_Required work:_ Determine how many of the lines below include "UserActivity", then respond with that number and no other text.
[Start of section]
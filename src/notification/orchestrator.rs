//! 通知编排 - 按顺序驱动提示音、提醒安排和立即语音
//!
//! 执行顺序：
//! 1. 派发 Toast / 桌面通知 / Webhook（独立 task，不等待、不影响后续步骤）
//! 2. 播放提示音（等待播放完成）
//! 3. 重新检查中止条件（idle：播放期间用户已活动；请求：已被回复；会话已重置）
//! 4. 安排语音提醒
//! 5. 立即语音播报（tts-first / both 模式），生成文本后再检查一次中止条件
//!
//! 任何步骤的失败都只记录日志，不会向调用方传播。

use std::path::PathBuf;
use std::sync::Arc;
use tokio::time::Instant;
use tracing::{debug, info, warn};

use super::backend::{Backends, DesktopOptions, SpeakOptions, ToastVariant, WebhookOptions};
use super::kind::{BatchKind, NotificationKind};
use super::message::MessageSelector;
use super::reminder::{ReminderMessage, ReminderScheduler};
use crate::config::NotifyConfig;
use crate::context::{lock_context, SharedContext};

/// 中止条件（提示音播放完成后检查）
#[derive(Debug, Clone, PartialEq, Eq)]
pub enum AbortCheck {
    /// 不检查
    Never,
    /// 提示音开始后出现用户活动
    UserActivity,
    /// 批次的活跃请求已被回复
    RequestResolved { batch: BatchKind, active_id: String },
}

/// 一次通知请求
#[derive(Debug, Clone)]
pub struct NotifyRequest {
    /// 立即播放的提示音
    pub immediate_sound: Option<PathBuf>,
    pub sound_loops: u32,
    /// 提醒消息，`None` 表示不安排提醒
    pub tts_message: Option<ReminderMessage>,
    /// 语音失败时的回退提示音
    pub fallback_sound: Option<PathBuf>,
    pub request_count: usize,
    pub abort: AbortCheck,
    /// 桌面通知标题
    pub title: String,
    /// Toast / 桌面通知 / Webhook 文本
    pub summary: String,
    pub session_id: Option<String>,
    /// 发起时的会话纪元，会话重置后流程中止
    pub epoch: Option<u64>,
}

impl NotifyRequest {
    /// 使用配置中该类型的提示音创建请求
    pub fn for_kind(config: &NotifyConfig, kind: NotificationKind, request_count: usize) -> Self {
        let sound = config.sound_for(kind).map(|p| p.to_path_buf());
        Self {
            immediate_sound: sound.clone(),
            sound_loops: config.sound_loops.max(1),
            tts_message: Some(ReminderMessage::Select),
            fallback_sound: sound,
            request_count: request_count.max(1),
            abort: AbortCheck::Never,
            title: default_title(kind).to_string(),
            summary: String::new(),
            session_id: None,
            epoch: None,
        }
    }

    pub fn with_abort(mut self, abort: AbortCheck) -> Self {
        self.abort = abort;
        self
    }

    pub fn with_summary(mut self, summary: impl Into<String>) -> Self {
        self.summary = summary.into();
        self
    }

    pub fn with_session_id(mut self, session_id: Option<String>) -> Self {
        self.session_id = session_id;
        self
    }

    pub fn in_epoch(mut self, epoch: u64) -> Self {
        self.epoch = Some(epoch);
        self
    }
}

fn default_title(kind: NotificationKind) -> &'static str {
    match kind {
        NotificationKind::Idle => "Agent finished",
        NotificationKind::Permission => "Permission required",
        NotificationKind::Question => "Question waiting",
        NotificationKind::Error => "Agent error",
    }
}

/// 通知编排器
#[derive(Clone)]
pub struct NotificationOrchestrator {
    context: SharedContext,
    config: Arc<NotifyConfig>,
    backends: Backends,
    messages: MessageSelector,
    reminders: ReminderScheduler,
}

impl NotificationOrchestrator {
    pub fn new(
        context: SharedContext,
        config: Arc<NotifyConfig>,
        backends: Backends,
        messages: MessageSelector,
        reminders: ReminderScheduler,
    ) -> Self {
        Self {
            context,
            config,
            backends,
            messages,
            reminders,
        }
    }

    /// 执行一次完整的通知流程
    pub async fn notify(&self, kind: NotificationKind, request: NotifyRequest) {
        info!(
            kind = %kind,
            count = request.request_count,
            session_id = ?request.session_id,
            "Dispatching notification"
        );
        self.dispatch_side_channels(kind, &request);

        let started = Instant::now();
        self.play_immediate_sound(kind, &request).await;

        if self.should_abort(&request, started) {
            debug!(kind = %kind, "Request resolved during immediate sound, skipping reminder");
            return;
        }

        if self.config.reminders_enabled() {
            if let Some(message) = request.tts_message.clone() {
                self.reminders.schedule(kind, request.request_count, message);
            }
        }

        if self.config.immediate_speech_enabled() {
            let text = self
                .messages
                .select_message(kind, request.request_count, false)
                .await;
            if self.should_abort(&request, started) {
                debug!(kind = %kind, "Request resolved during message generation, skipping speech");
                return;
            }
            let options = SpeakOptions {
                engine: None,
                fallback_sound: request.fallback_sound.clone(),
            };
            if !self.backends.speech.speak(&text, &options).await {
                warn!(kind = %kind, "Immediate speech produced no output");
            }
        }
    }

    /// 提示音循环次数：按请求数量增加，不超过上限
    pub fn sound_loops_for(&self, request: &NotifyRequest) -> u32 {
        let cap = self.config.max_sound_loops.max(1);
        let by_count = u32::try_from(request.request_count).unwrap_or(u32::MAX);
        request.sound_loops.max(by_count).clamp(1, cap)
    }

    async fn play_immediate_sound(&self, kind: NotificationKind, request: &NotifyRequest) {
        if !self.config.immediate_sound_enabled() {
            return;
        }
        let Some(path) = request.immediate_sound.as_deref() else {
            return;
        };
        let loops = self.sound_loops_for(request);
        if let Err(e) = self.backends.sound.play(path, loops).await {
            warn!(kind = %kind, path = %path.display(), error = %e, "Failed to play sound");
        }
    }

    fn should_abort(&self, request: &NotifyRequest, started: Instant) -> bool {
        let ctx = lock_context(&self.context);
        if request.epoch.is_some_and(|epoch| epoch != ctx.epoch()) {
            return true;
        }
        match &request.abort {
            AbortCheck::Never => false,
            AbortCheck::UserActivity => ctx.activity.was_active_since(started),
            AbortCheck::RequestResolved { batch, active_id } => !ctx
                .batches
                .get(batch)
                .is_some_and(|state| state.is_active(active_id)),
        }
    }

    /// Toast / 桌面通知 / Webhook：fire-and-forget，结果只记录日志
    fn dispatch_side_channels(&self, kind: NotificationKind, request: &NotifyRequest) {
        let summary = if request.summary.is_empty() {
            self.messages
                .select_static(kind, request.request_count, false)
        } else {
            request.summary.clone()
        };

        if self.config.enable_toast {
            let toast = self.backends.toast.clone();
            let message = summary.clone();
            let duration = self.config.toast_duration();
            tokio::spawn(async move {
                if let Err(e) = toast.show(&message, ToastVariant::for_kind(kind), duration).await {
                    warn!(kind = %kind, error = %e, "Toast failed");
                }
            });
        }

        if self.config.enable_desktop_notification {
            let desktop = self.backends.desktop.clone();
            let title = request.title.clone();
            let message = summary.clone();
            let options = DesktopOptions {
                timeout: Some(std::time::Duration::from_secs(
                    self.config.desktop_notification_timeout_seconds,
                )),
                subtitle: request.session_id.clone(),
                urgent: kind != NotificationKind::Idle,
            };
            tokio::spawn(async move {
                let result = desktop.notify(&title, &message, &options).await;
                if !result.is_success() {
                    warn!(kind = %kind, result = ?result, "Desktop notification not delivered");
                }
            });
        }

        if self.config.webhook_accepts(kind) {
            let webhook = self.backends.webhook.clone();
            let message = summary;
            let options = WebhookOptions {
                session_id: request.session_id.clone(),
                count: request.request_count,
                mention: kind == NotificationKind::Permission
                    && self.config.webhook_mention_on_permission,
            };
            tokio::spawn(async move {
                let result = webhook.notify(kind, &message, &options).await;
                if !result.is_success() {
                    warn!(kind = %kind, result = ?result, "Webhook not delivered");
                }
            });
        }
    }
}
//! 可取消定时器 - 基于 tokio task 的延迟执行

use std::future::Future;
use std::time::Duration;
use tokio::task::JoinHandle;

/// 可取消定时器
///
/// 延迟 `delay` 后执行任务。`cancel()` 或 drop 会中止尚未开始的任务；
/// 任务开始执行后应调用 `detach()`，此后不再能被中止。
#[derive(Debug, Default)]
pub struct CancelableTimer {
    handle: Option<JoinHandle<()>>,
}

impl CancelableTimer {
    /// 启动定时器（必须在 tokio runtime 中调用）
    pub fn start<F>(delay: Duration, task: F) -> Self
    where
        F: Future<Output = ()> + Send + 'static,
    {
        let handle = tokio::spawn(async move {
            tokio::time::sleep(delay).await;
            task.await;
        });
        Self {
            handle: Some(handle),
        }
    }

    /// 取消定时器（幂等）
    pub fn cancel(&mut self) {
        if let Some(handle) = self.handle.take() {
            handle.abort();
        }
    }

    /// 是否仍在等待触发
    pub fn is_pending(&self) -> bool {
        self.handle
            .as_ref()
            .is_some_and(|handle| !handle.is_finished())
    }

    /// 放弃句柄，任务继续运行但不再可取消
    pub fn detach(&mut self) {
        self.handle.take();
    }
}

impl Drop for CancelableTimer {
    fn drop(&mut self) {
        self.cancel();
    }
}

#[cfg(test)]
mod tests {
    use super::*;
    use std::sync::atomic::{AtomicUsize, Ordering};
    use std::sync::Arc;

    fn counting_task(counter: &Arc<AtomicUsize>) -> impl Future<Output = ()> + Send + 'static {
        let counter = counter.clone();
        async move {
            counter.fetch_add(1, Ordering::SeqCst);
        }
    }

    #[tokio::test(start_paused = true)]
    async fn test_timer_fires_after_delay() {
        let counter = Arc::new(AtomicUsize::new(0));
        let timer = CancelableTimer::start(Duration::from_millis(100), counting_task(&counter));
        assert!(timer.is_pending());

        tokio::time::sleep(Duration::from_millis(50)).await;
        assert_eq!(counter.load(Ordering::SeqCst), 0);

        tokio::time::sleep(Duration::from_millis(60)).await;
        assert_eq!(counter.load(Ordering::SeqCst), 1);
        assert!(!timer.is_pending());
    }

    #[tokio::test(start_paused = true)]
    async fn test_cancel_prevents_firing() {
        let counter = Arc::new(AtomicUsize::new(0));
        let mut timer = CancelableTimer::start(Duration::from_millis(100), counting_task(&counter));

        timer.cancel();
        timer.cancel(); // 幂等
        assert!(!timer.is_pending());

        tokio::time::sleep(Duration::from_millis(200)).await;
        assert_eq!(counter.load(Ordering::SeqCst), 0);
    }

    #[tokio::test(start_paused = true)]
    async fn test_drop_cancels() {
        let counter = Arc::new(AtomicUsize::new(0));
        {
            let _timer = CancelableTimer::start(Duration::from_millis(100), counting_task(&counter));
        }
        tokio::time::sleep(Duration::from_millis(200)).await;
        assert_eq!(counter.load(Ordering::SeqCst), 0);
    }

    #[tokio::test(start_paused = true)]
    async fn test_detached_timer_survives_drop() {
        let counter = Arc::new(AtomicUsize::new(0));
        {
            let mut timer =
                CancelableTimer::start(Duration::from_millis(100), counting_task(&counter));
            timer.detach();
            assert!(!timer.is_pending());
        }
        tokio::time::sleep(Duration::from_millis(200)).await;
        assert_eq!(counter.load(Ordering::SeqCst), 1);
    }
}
[End of section]
_Response to the task:_ 2